Yamaha und Bösendorfer erarbeiten Umstrukturierungsplan

Durch ein umfangreiches Restrukturierungsprogramm soll die traditionsreiche Klaviermanufaktur Bösendorfer für die Zukunft gerüstet werden.

Bösendorfer ist als ein weiterer Klavierbauer von der globalen Wirtschaftskrise betroffen. Seit dem Kauf des Unternehmens im Januar 2008 hat Yamaha die österreichische Klaviermanufaktur mit beträchtlichen finanziellen Mitteln unterstützt. Aufgrund der aktuellen Finanzlage will sich der österreichische Instrumentenhersteller nun umstrukturieren. Einzelheiten hierzu gab Bösendorfer am Donnerstag, 26. November 2009, auf einer Betriebsversammlung in Wien bekannt gegeben.

 

Um das interne Kostengefüge zu verbessern, sollen die Strukturen schlanker und die Abläufe künftig effizienter gestaltet werden. Bösendorfer beabsichtigt zudem mittels Restrukturierungsplan marktnahe Umsatzplanungen und darauf abgestimmte Produktionskapazitäten. Darüber hinaus werde es auch Entlassungen geben bzw. einem Teil des Personals Änderungsangebote zu bestehenden Dienstverträgen vorgelegt.
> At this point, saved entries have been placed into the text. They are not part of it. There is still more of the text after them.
//! Engine functions callable from compiled scripts.
//!
//! The function tables live in [`tables`]; the implementations are grouped
//! by the part of the engine they touch.

mod action;
mod conversation;
mod creature;
mod math;
mod module;
mod object;
mod tables;

use aurora_script::{Dispatcher, FunctionRegistry, RegistryError, ScriptObject};
use rand::Rng;

use crate::game::Game;

/// Merges the static tables into the registry shared by every script.
pub fn build_registry() -> Result<FunctionRegistry<Game>, RegistryError> {
    FunctionRegistry::from_tables(
        tables::FUNCTION_POINTERS,
        tables::FUNCTION_SIGNATURES,
        tables::FUNCTION_DEFAULTS,
    )
}

pub fn build_dispatcher() -> Result<Dispatcher<Game>, RegistryError> {
    Ok(Dispatcher::new(build_registry()?))
}

/// Sum of `n` rolls in `[min, max]`.
pub(crate) fn random<R: Rng + ?Sized>(rng: &mut R, min: i32, max: i32, n: i32) -> i32 {
    if n < 1 {
        return 0;
    }
    if max <= min {
        return min.saturating_mul(n);
    }
    (0..n).fold(0i32, |total, _| {
        total.saturating_add(rng.gen_range(min..=max))
    })
}

/// Quoted tag for diagnostics, `0` for a missing object.
pub(crate) fn format_tag(object: Option<&ScriptObject>) -> String {
    match object {
        Some(object) => format!("\"{}\"", object.tag()),
        None => "0".to_string(),
    }
}

/// Dispatches `name` the way the interpreter would, for native tests.
#[cfg(test)]
pub(crate) fn call_named(
    game: &mut Game,
    name: &str,
    params: Vec<aurora_script::Variable>,
    caller: aurora_script::ObjectHandle,
    triggerer: aurora_script::ObjectHandle,
) -> aurora_script::Variable {
    let dispatcher = build_dispatcher().expect("function tables agree");
    let id = dispatcher
        .registry()
        .find_by_name(name)
        .map(|record| record.id())
        .expect("function registered");
    dispatcher.invoke(game, id, params, caller, triggerer)
}

/// Two areas: A, B and the chest D share the forest, C waits in town.
#[cfg(test)]
pub(crate) fn forest_game() -> Game {
    use aurora_script::{Creature, ObjectType, Vec3};

    let mut module = crate::module::Module::new("Forest", "mod_forest");
    let forest = module.add_area("forest", None);
    let town = module.add_area("town", None);
    module.add_object(
        ScriptObject::new(ObjectType::Creature, "A")
            .with_area(forest)
            .with_conversation("a_dialog")
            .with_creature(Creature::new(true, [16, 12, 14, 10, 8, 13])),
    );
    module.add_object(
        ScriptObject::new(ObjectType::Creature, "B")
            .with_area(forest)
            .with_position(Vec3::new(5.0, 0.0, 0.0))
            .with_conversation("b_dialog")
            .with_creature(Creature::default()),
    );
    module.add_object(
        ScriptObject::new(ObjectType::Creature, "C")
            .with_area(town)
            .with_position(Vec3::new(1.0, 0.0, 0.0))
            .with_creature(Creature::default()),
    );
    module.add_object(
        ScriptObject::new(ObjectType::Placeable, "D")
            .with_area(forest)
            .with_position(Vec3::new(8.0, 0.0, 0.0)),
    );
    Game::new(module, 5)
}

#[cfg(test)]
mod tests {
    use super::*;
    use aurora_script::{ObjectType, Type};
    use rand::rngs::StdRng;
    use rand::SeedableRng;

    #[test]
    fn tables_are_consistent() {
        let registry = build_registry().expect("function tables agree");
        assert_eq!(registry.len(), tables::FUNCTION_POINTERS.len());
        assert_eq!(registry.len(), tables::FUNCTION_SIGNATURES.len());

        for pointer in tables::FUNCTION_POINTERS {
            let record = registry.resolve(pointer.id).expect("pointer id registered");
            assert_eq!(record.name(), pointer.name);
        }
        for signature in tables::FUNCTION_SIGNATURES {
            let record = registry.resolve(signature.id).expect("signature id registered");
            assert_eq!(record.return_type(), signature.return_type);
            assert_eq!(record.parameters(), signature.parameters);
        }
        for defaults in tables::FUNCTION_DEFAULTS {
            let record = registry.resolve(defaults.id).expect("defaults id registered");
            assert_eq!(record.defaults().len(), defaults.defaults.len());
        }
    }

    #[test]
    fn well_known_functions_have_expected_shapes() {
        let registry = build_registry().expect("function tables agree");

        let nearest = registry.find_by_name("GetNearestObject").expect("GetNearestObject");
        assert_eq!(nearest.id(), 227);
        assert_eq!(nearest.return_type(), Type::Object);
        assert_eq!(nearest.required_parameters(), 0);

        let creature = registry
            .find_by_name("GetNearestCreature")
            .expect("GetNearestCreature");
        assert_eq!(creature.parameters().len(), 8);
        assert_eq!(creature.defaults().len(), 6);
        assert!(!creature.is_implemented());
    }

    #[test]
    fn random_stays_in_range() {
        let mut rng = StdRng::seed_from_u64(3);
        for _ in 0..200 {
            let roll = random(&mut rng, 1, 6, 3);
            assert!((3..=18).contains(&roll));
        }
        assert_eq!(random(&mut rng, 1, 6, 0), 0);
        assert_eq!(random(&mut rng, 0, -1, 1), 0);
        assert_eq!(random(&mut rng, 4, 4, 2), 8);
    }

    #[test]
    fn tags_are_quoted_for_diagnostics() {
        let chest = ScriptObject::new(ObjectType::Placeable, "chest");
        assert_eq!(format_tag(Some(&chest)), "\"chest\"");
        assert_eq!(format_tag(None), "0");
    }
}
Der Betriebsrat sei eingeladen worden, in Verhandlungen mit der Geschäftsführung einzutreten, um einen Konsens über Maßnahmen und Sozialplan zu erarbeiten. Die bereits Anfang 2009 vom Management beschlossene Zusammenführung von Produktion und Administration, Marketing, internationalem Verkauf und Teilen des Service startet in den ersten Monaten von 2010.

 

„Ziel aller Maßnahmen ist es, Bösendorfer eine stabile finanzielle Basis für die Zukunft zu geben“, sagte Dr. Rupert Löschnauer von der Kommunikationsabteilung des Klavierbauers. „Bösendorfer wird in Österreich bleiben.“

 

Nach der Übernahme Bösendorfers durch Yamaha im Januar 2008 wollen die Partner ihre Zusammenarbeit bei Verkauf und Marketing verstärken. „Eingebunden in eine Mehrmarkenstrategie sollen die Stärken und besonderen Vorzüge beider Marken intensiver genutzt und beworben werden. Zudem soll die Künstlerbetreuung weltweit ausgebaut und die Zusammenarbeit mit Konzerthäusern und renommierten Ausbildungsinstitutionen forciert werden.